The same procedure as above can be applied to the positive mode data, but I’m only going to show the results because the code is redundant.

# how many compound were there in the raw negative mode dataset?
nrow(pos.raw.grp.diff)
[1] 176
# how many compounds are retained for further analysis?
nrow(pos.cmpnd.to.incl)
[1] 142

The positive mode data is very similar to the negative mode data, and about the same portion of metabolites is retained after filtering based on background noise.

# Data Prep and Preliminary Analysis

## Cleanup

Both datasets will be prepared for downstream analysis in the following way:

• Exclude compounds that have a >20% NA across samples
• Exclude compounds that have a low signal-to-noise ratio in comparison to the negative controls (previous section)
• The missing values (NA) in the experimental samples will be replaced with the minimum for that group and by 2 for the solvent and empty samples, and then the values will be log2() transformed
neg.noNA <- neg.raw %>%
select(Samples:Experiment, one_of(neg.cmpnd.to.incl$Compound)) %>% ReplaceNAwMinLogTransform("ANPnC") pos.noNA <- pos.raw %>% select(Samples:Experiment, one_of(pos.cmpnd.to.incl$Compound)) %>%
ReplaceNAwMinLogTransform("ANPpC")

## Distribution Plots

The following section isn’t the most exciting, but these plots can be helpful in detecting any problem samples after the cleanup step.

### Negative Mode

# convert the wide format to long for plotting
neg.noNA.gathered <- neg.noNA %>%
gather(
key = "Metabolite", "Abundance",
which(colnames(neg.noNA) == "ANPnC1"):ncol(neg.noNA)
)
# plot all abundances in a sample, grouped by sample as a boxplot
neg.noNA.gathered %>%
ggplot(aes(Samples, Abundance, fill = Group)) +
geom_boxplot() +
geom_boxplot(aes(color = Group), fatten = NULL, fill = NA, coef = 0, outlier.alpha = 0, show.legend = FALSE) +
theme(axis.text.x = element_text(angle = 90)) +
ylab("log2(Abundance)") +
ggtitle("Boxplot of compound abundances\nAll samples\nNegative Mode")
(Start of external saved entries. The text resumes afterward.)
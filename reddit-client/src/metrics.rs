use serde::{Deserialize, Serialize};
use std::sync::Arc;
use std::time::{Duration, SystemTime};
use tokio::sync::RwLock;

#[derive(Debug, Clone, Default, Serialize, Deserialize)]
pub struct ApiMetrics {
    pub total_requests: u64,
    pub successful_requests: u64,
    pub failed_requests: u64,
    pub rate_limited_requests: u64,
    pub total_response_time: Duration,
    pub last_request_time: Option<SystemTime>,
    pub last_error: Option<String>,
}

#[derive(Debug, Clone)]
pub struct RequestMetrics {
    pub endpoint: String,
    pub method: String,
    pub status_code: Option<u16>,
    pub response_time: Duration,
    pub success: bool,
    pub rate_limited: bool,
}

impl ApiMetrics {
    pub fn average_response_time(&self) -> Duration {
        if self.total_requests == 0 {
            Duration::from_millis(0)
        } else {
            self.total_response_time / self.total_requests as u32
        }
    }

    pub fn success_rate(&self) -> f64 {
        if self.total_requests == 0 {
            0.0
        } else {
            self.successful_requests as f64 / self.total_requests as f64
        }
    }
}

#[derive(Debug, Default)]
pub struct MetricsCollector {
    metrics: Arc<RwLock<ApiMetrics>>,
}

impl MetricsCollector {
    pub fn new() -> Self {
        Self::default()
    }

    pub async fn record_request(&self, request_metrics: RequestMetrics) {
        let mut metrics = self.metrics.write().await;

        metrics.total_requests += 1;
        metrics.total_response_time += request_metrics.response_time;
        metrics.last_request_time = Some(SystemTime::now());

        if request_metrics.success {
            metrics.successful_requests += 1;
        } else {
            metrics.failed_requests += 1;
            metrics.last_error = Some(format!(
                "{} {} -> {}",
                request_metrics.method,
                request_metrics.endpoint,
                request_metrics
                    .status_code
                    .map(|code| code.to_string())
                    .unwrap_or_else(|| "no response".to_string())
            ));
        }

        if request_metrics.rate_limited {
            metrics.rate_limited_requests += 1;
        }
    }

    pub async fn get_metrics(&self) -> ApiMetrics {
        self.metrics.read().await.clone()
    }
}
# same data format, but as ridge plots
neg.noNA.gathered %>%
ggplot(aes(y = Samples, x = Abundance, fill = Group)) +
geom_density_ridges(scale = 15) +
theme_ridges() +
scale_y_discrete(expand = c(0.01, 0)) +
ggtitle("Ridge plot of compound abundances\nAll samples\nNegative Mode")

# experimental samples only
neg.noNA.gathered %>%
filter(Group == "sample") %>%
ggplot(aes(y = Samples, x = Abundance, fill = Treatment)) +
geom_density_ridges(scale = 10) +
theme_ridges() +
scale_y_discrete(expand = c(0.01, 0)) +
ggtitle("Ridge plot of compound abundances\nExperimental samples only\nNegative Mode")

# overlay the distributions for another look
neg.noNA.gathered %>%
filter(Group == "sample") %>%
ggplot(aes(Abundance, group = Samples, color = Treatment)) +
geom_density(alpha = 0.8, size = 0.75) +
xlab("log2(Abundance)") +
ggtitle("Density plot of compound abundances\nExperimental samples only\nNegative Mode")

Above are a couple of different ways of visualizing the data distributions. Overall, although the log-transformed data is not perfectly normal, there does not appear to be any serious issues.

### Positive Mode

Repeat the above for the second dataset. The code is basically the same as the section above, so I will only include the plots.

The positive mode experimental samples look more bimodal, in terms of distribution shape. There was a hint of this in the density plot of compound means in the previous section, before missing value replacement. I’m not sure what might be the reason behind this.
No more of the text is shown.